Ao mesmo tempo, na própria Rússia, a escória mais repulsiva que mais me exasperava fisionomicamente e tipologicamente na Sovdepia tardia se transformou em "democratas" e "reformistas". Quanto mais vil e feia a pessoa era, por exemplo, Yegor Yakovlev, autor da mais repulsiva "Leniniana" entre todos eles, ou seu homônimo Alexander "Sapatinho" Yakovlev, do Bureau Político do PCUS, o "arquiteto da perestroika", mais vergonhosa e duramente ele abusava e destruía o sistema soviético. Pelo contrário, na posição de conservadores soviéticos duros, era difícil discernir a dignidade, a ética, o estoicismo e a fidelidade que se esperava deles.
Gradualmente, estas emoções foram se fortalecendo através de minhas pesquisas sobre temas geopolíticos comuns. Uma distância, embora pequena, do período soviético tardio me permitiu ver a situação de forma ainda mais desapaixonada, e então um conceito começou a crescer em mim de que a sociedade soviética não era de forma alguma uma expressão do espírito moderno e da peste ocidental antitradicionalista, mas um impulso especial, confuso e lamacento, mas mesmo assim violento, de um grande povo para se libertar das garras escuras do atual Anticristo. Em outras palavras, eu percebi na sociedade soviética uma tentativa paroxística de defender certos princípios fundamentais da sociedade tradicional contra a entropia liberal-capitalista ocidental.
O modelo marxista não pode ser chamado de "tradicional" no sentido normal da palavra, mas em comparação com o modelo liberal, ele tem muito mais características de uma sociedade tradicional. Quando se trata de uma escolha histórica, esta distinção adquire um grande significado especial.
Nesta fase, as posições pró-soviéticas dos eurasianistas e dos nacional-bolcheviques tornaram-se bastante claras e próximas a mim. Elas se tornaram as únicas posições embasadas pela história, enquanto as construções comunistas ortodoxas ou os mitos da Guarda Branca eram obviamente insustentáveis e desmentidos pela história.

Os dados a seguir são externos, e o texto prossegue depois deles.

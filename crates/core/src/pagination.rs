//! Page windows and page metadata.

use serde::{Deserialize, Serialize};

/// Maximum page size, whatever the caller asks for.
pub const HARD_CAP: u64 = 50;

/// Page size when the caller gives none.
pub const DEFAULT_LIMIT: u64 = 10;

/// Raw page parameters as they arrive from the request layer.
#[derive(Debug, Clone, Default, Deserialize)]
pub struct PageRequest {
    pub page: Option<String>,
    pub limit: Option<String>,
}

impl PageRequest {
    /// Request `page` of size `limit`.
    #[must_use]
    pub fn new(page: u64, limit: u64) -> Self {
        Self {
            page: Some(page.to_string()),
            limit: Some(limit.to_string()),
        }
    }

    /// Resolve against [`HARD_CAP`].
    #[must_use]
    pub fn window(&self) -> PageWindow {
        resolve(self.page.as_deref(), self.limit.as_deref(), HARD_CAP)
    }
}

/// A resolved page window.
#[derive(Debug, Clone, Copy, PartialEq, Eq)]
pub struct PageWindow {
    pub page: u64,
    pub skip: u64,
    pub limit: u64,
}

fn parse_or(raw: Option<&str>, default: i64) -> i64 {
    raw.and_then(|s| s.trim().parse::<i64>().ok())
        .unwrap_or(default)
}

/// Resolve page parameters. Unparseable input falls back to the defaults.
#[must_use]
pub fn resolve(page: Option<&str>, limit: Option<&str>, hard_cap: u64) -> PageWindow {
    let page = parse_or(page, 1).max(1) as u64;
    let limit = (parse_or(limit, DEFAULT_LIMIT as i64).max(1) as u64).min(hard_cap.max(1));
    PageWindow {
        page,
        skip: (page - 1).saturating_mul(limit),
        limit,
    }
}

/// Page metadata.
#[derive(Debug, Clone, PartialEq, Eq, Serialize, Deserialize)]
pub struct PageInfo {
    pub total_count: u64,
    pub total_pages: u64,
    pub page: u64,
    pub limit: u64,
    pub has_next: bool,
    pub has_prev: bool,
    pub next_page: Option<u64>,
    pub prev_page: Option<u64>,
}

impl PageInfo {
    /// Metadata for `window` over `total_count` items.
    #[must_use]
    pub fn new(window: PageWindow, total_count: u64) -> Self {
        let total_pages = total_count.div_ceil(window.limit);
        let has_next = window.page < total_pages;
        let has_prev = window.page > 1;
        Self {
            total_count,
            total_pages,
            page: window.page,
            limit: window.limit,
            has_next,
            has_prev,
            next_page: has_next.then(|| window.page + 1),
            prev_page: has_prev.then(|| window.page - 1),
        }
    }
}

/// One page of items.
#[derive(Debug, Clone, PartialEq, Serialize, Deserialize)]
pub struct Page<T> {
    pub items: Vec<T>,
    #[serde(flatten)]
    pub info: PageInfo,
}

impl<T> Page<T> {
    /// Assemble a page.
    #[must_use]
    pub fn new(items: Vec<T>, window: PageWindow, total_count: u64) -> Self {
        Self {
            items,
            info: PageInfo::new(window, total_count),
        }
    }

    /// Transform the items, keeping the metadata.
    pub fn map<U>(self, f: impl FnMut(T) -> U) -> Page<U> {
        Page {
            items: self.items.into_iter().map(f).collect(),
            info: self.info,
        }
    }
}

#[cfg(test)]
mod tests {
    use super::*;

    #[test]
    fn test_defaults() {
        let w = resolve(None, None, HARD_CAP);
        assert_eq!(w, PageWindow { page: 1, skip: 0, limit: 10 });
    }

    #[test]
    fn test_limit_is_capped() {
        for requested in ["51", "100", "999999"] {
            assert_eq!(resolve(None, Some(requested), HARD_CAP).limit, 50);
        }
        assert_eq!(resolve(None, Some("50"), HARD_CAP).limit, 50);
    }

    #[test]
    fn test_page_floor_and_skip() {
        assert_eq!(resolve(Some("0"), None, HARD_CAP).page, 1);
        assert_eq!(resolve(Some("-3"), None, HARD_CAP).page, 1);

        let w = resolve(Some("4"), Some("20"), HARD_CAP);
        assert_eq!(w.skip, 60);
        assert_eq!(resolve(Some("3"), Some("0"), HARD_CAP).limit, 1);
    }

    #[test]
    fn test_garbage_falls_back() {
        let w = resolve(Some("abc"), Some("ten"), HARD_CAP);
        assert_eq!(w, PageWindow { page: 1, skip: 0, limit: 10 });
    }

    #[test]
    fn test_page_info() {
        let info = PageInfo::new(resolve(Some("2"), Some("10"), HARD_CAP), 25);
        assert_eq!(info.total_pages, 3);
        assert!(info.has_next);
        assert!(info.has_prev);
        assert_eq!(info.next_page, Some(3));
        assert_eq!(info.prev_page, Some(1));

        let last = PageInfo::new(resolve(Some("3"), Some("10"), HARD_CAP), 25);
        assert!(!last.has_next);
        assert_eq!(last.next_page, None);
    }

    #[test]
    fn test_empty_total_is_an_empty_page() {
        let page: Page<u8> = Page::new(Vec::new(), resolve(None, None, HARD_CAP), 0);
        assert_eq!(page.info.total_pages, 0);
        assert!(!page.info.has_next);
        assert!(!page.info.has_prev);
        assert!(page.items.is_empty());
    }
}
//! Tracing subscriber setup.

use tracing_subscriber::{EnvFilter, layer::SubscriberExt, util::SubscriberInitExt};

use crate::config::LoggingConfig;

/// Install the global tracing subscriber.
///
/// `RUST_LOG` takes precedence over the configured filter. Calling this
/// more than once is harmless; later calls are ignored.
pub fn init(config: &LoggingConfig) {
    let filter =
        EnvFilter::try_from_default_env().unwrap_or_else(|_| EnvFilter::new(&config.filter));

    let registry = tracing_subscriber::registry().with(filter);
    let result = if config.json {
        registry
            .with(tracing_subscriber::fmt::layer().json())
            .try_init()
    } else {
        registry.with(tracing_subscriber::fmt::layer()).try_init()
    };

    if result.is_err() {
        tracing::debug!("Tracing subscriber already installed");
    }
}
//! Tweet service.

use serde::Deserialize;
use tubeline_common::{AppError, AppResult, IdGenerator, SharedMediaStore, validate_id};
use tubeline_db::entities::like::TargetType;
use tubeline_db::entities::tweet;
use tubeline_db::store::{CollectionName, Filter, Patch, Store};
use validator::{Validate, ValidationError};

use super::load_owned;
use crate::aggregation::views::{TweetView, is_liked, likes_count, owner};
use crate::aggregation::{Pipeline, QueryEngine};
use crate::auth::Actor;
use crate::cascade::CascadeManager;
use crate::pagination::{Page, PageRequest};

/// Tweet text.
#[derive(Debug, Deserialize, Validate)]
pub struct TweetInput {
    #[validate(custom(function = "tweet_length"))]
    pub content: String,
}

/// Measures the stored form: trimmed, in characters.
fn tweet_length(value: &str) -> Result<(), ValidationError> {
    let chars = value.trim().chars().count();
    if chars == 0 || chars > tweet::MAX_CONTENT_CHARS {
        let message = format!("Content must be 1 to {} characters", tweet::MAX_CONTENT_CHARS);
        return Err(ValidationError::new("length").with_message(message.into()));
    }
    Ok(())
}

impl TweetInput {
    fn content(&self) -> AppResult<String> {
        self.validate()?;
        Ok(self.content.trim().to_string())
    }
}

/// Service for tweets.
#[derive(Clone)]
pub struct TweetService {
    store: Store,
    engine: QueryEngine,
    cascade: CascadeManager,
    id_gen: IdGenerator,
}

impl TweetService {
    /// Create a new tweet service.
    #[must_use]
    pub fn new(store: Store, media: SharedMediaStore) -> Self {
        Self {
            engine: QueryEngine::new(store.clone()),
            cascade: CascadeManager::new(store.clone(), media),
            store,
            id_gen: IdGenerator::new(),
        }
    }

    /// Post a tweet.
    pub async fn create_tweet(&self, actor: &Actor, input: TweetInput) -> AppResult<tweet::Model> {
        let content = input.content()?;
        let now = chrono::Utc::now().fixed_offset();
        let tweet = self
            .store
            .tweets
            .create(tweet::Model {
                id: self.id_gen.generate(),
                owner_id: actor.id.clone(),
                content,
                created_at: now,
                updated_at: now,
            })
            .await?;
        tracing::info!(tweet_id = %tweet.id, owner_id = %actor.id, "Created tweet");
        Ok(tweet)
    }

    /// A user's tweets, newest first.
    pub async fn list_user_tweets(
        &self,
        user_id: &str,
        actor: Option<&Actor>,
        page: &PageRequest,
    ) -> AppResult<Page<TweetView>> {
        let user_id = validate_id("User", user_id)?;
        if self.store.users.get(user_id).await?.is_none() {
            return Err(AppError::not_found("User"));
        }

        let pipeline = Pipeline::new(CollectionName::Tweets)
            .filter(Filter::all().eq("owner_id", user_id))
            .join(owner())
            .derive(likes_count(TargetType::Tweet))
            .derive(is_liked(TargetType::Tweet, actor.map(|a| a.id.as_str())))
            .project(&[
                "id",
                "content",
                "likes_count",
                "is_liked",
                "created_at",
                "owner",
            ]);
        self.engine.page(pipeline, page.window()).await
    }

    /// Replace a tweet's text.
    pub async fn update_tweet(
        &self,
        actor: &Actor,
        tweet_id: &str,
        input: TweetInput,
    ) -> AppResult<tweet::Model> {
        let content = input.content()?;
        let tweet = load_owned(&self.store.tweets, tweet_id, &actor.id).await?;
        self.store
            .tweets
            .update(&tweet.id, Patch::new().set("content", content))
            .await?
            .ok_or_else(|| AppError::not_found("Tweet"))
    }

    /// Delete a tweet and its likes.
    pub async fn delete_tweet(&self, actor: &Actor, tweet_id: &str) -> AppResult<()> {
        let tweet = load_owned(&self.store.tweets, tweet_id, &actor.id).await?;
        self.cascade.delete_tweet(&tweet.id).await
    }
}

Aliás, a história política também desmentiu as previsões de Evola sobre o triunfo dos soviéticos como a quarta casta. O evolianismo exigia uma revisão. A base teórica de tal revisão foi apresentada em meu discurso na conferência acadêmica em Roma, dedicada ao vigésimo aniversário da morte de Evola. Hoje, ela se tornou parte integrante da pesquisa tradicionalista (minha tese "Evola: Visto da Esquerda" é citada nas novas reedições italianas de Evola, nos trabalhos do professor Giorgio Galli, e é objeto de discussões em muitos círculos tradicionalistas). Expus este tema em meu artigo "Julius Evola e o Tradicionalismo Russo", que está disponível nas versões francesa e italiana.
Assim, o nome Lênin mudou seu significado. Penso que a história simplesmente ocorreu de tal forma que este novo significado surgiu por si só. É indicativo que mesmo um hiperreacionário e anticomunista tão feroz como Geidar Dzhemal dedicou recentemente algumas linhas calorosas a Lênin.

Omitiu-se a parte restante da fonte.